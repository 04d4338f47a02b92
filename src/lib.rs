//! # Vesper
//!
//! A small accumulator/stack bytecode virtual machine.
//!
//! Programs are flat instruction streams. Each instruction is an opcode
//! plus one 8-bit operand. Functions are labeled regions of the same
//! stream, addressed by a function-table index. Arguments are passed on
//! the data stack and become the first slots of the callee frame.
//!
//! ## Layout
//!
//! - [`bytecode`] - instruction encoding, program building, verification
//!   and disassembly.
//! - [`runtime`] - registers, stacks and the dispatch loop.
//! - [`frontend`] - hex formatting used by the diagnostic dumps.

pub mod bytecode;
pub mod frontend;
pub mod runtime;

pub use bytecode::{BuildError, Bytecode, Opcode, Program, ProgramBuilder};
pub use runtime::{ErrorKind, Register, RuntimeError, Vm, VmConfig};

What is being asked —
Retype exactly the line with "bytecode virtual machine." and each line after it until the records end, and include no other line.

Exercise result —
//! A small accumulator/stack bytecode virtual machine.
//!
//! Programs are flat instruction streams. Each instruction is an opcode
//! plus one 8-bit operand. Functions are labeled regions of the same
//! stream, addressed by a function-table index. Arguments are passed on
//! the data stack and become the first slots of the callee frame.
//!
//! ## Layout
//!
//! - [`bytecode`] - instruction encoding, program building, verification
//!   and disassembly.
//! - [`runtime`] - registers, stacks and the dispatch loop.
//! - [`frontend`] - hex formatting used by the diagnostic dumps.

pub mod bytecode;
pub mod frontend;
pub mod runtime;

pub use bytecode::{BuildError, Bytecode, Opcode, Program, ProgramBuilder};
pub use runtime::{ErrorKind, Register, RuntimeError, Vm, VmConfig};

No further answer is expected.